Work request: Please restate exactly what appears in the records below from the first line to the line where "use crate::db_connect::PoolOptions;" is, that line included.

***

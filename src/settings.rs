//! Environment-driven configuration shared by both binaries.

use anyhow::{anyhow, Context, Result};
use log::info;
use std::path::PathBuf;
use std::sync::Arc;
use std::time::Duration;

use crate::client::{ClientConfig, DEFAULT_BASE_URL};
use crate::db_connect::PoolOptions;
use crate::store::{AnalysisStore, ArenaStore, PgAnalysisStore};

pub const DEFAULT_REQUEST_TIMEOUT_SECS: u64 = 60;
pub const DEFAULT_STORE_PATH: &str = "compass_history.json";

#[derive(Debug, Clone, PartialEq, Eq)]
pub enum StoreBackend {
    /// Nothing survives the process.
    Memory,
    /// JSON snapshot at the given path.
    File(PathBuf),
    Postgres,
}

#[derive(Debug, Clone, PartialEq)]
pub struct Settings {
    pub api_base_url: String,
    /// Caller-side deadline for a single fetch; the client itself never
    /// times out a request.
    pub request_timeout: Duration,
    pub store: StoreBackend,
    /// Only used by the Postgres backend.
    pub pg_pool: PoolOptions,
}

impl Settings {
    pub fn from_env() -> Result<Self> {
        Self::from_lookup(|key| std::env::var(key).ok())
    }

    fn from_lookup(lookup: impl Fn(&str) -> Option<String>) -> Result<Self> {
        let api_base_url = lookup("COMPASS_API_BASE_URL")
            .filter(|v| !v.trim().is_empty())
            .unwrap_or_else(|| DEFAULT_BASE_URL.to_string());

        let request_timeout = Duration::from_secs(
            parse_var(&lookup, "COMPASS_REQUEST_TIMEOUT_SECS")?.unwrap_or(DEFAULT_REQUEST_TIMEOUT_SECS),
        );

        let store_path = lookup("COMPASS_STORE_PATH")
            .filter(|v| !v.trim().is_empty())
            .unwrap_or_else(|| DEFAULT_STORE_PATH.to_string());
        let store = match lookup("COMPASS_STORE")
            .map(|v| v.trim().to_ascii_lowercase())
            .as_deref()
        {
            None | Some("") | Some("file") => StoreBackend::File(PathBuf::from(store_path)),
            Some("memory") => StoreBackend::Memory,
            Some("postgres") => StoreBackend::Postgres,
            Some(other) => {
                return Err(anyhow!(
                    "Unknown COMPASS_STORE '{}', expected file, memory or postgres",
                    other
                ))
            }
        };

        let defaults = PoolOptions::default();
        let pg_pool = PoolOptions {
            max_size: parse_var(&lookup, "COMPASS_PG_POOL_MAX_SIZE")?.unwrap_or(defaults.max_size),
            min_idle: parse_var(&lookup, "COMPASS_PG_POOL_MIN_IDLE")?.or(defaults.min_idle),
            idle_timeout: defaults.idle_timeout,
            connection_timeout: parse_var(&lookup, "COMPASS_PG_POOL_TIMEOUT_SECS")?
                .map(Duration::from_secs)
                .unwrap_or(defaults.connection_timeout),
        };
        if pg_pool.max_size == 0 {
            return Err(anyhow!("COMPASS_PG_POOL_MAX_SIZE must be at least 1"));
        }

        Ok(Settings {
            api_base_url,
            request_timeout,
            store,
            pg_pool,
        })
    }

    pub fn client_config(&self) -> ClientConfig {
        ClientConfig {
            base_url: self.api_base_url.clone(),
        }
    }

    /// Opens the configured store backend.
    pub async fn open_store(&self) -> Result<Arc<dyn AnalysisStore>> {
        match self.store {
            StoreBackend::Memory => {
                info!("Using in-memory analysis store");
                Ok(Arc::new(ArenaStore::in_memory()))
            }
            StoreBackend::File(ref path) => {
                info!("Using file analysis store at {:?}", path);
                let store = ArenaStore::open(path.clone())
                    .await
                    .context(format!("Failed to open analysis store at {:?}", path))?;
                Ok(Arc::new(store))
            }
            StoreBackend::Postgres => {
                info!("Using PostgreSQL analysis store");
                Ok(Arc::new(PgAnalysisStore::connect(&self.pg_pool).await?))
            }
        }
    }
}

/// Parses an optional numeric variable; present but unparsable is an error.
fn parse_var<T>(lookup: &impl Fn(&str) -> Option<String>, key: &str) -> Result<Option<T>>
where
    T: std::str::FromStr,
    T::Err: std::error::Error + Send + Sync + 'static,
{
    match lookup(key) {
        Some(raw) => raw
            .trim()
            .parse::<T>()
            .map(Some)
            .context(format!("{} is not a number: '{}'", key, raw)),
        None => Ok(None),
    }
}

***

Reply:
filename src/settings.rs
//! Environment-driven configuration shared by both binaries.

use anyhow::{anyhow, Context, Result};
use log::info;
use std::path::PathBuf;
use std::sync::Arc;
use std::time::Duration;

use crate::client::{ClientConfig, DEFAULT_BASE_URL};
use crate::db_connect::PoolOptions;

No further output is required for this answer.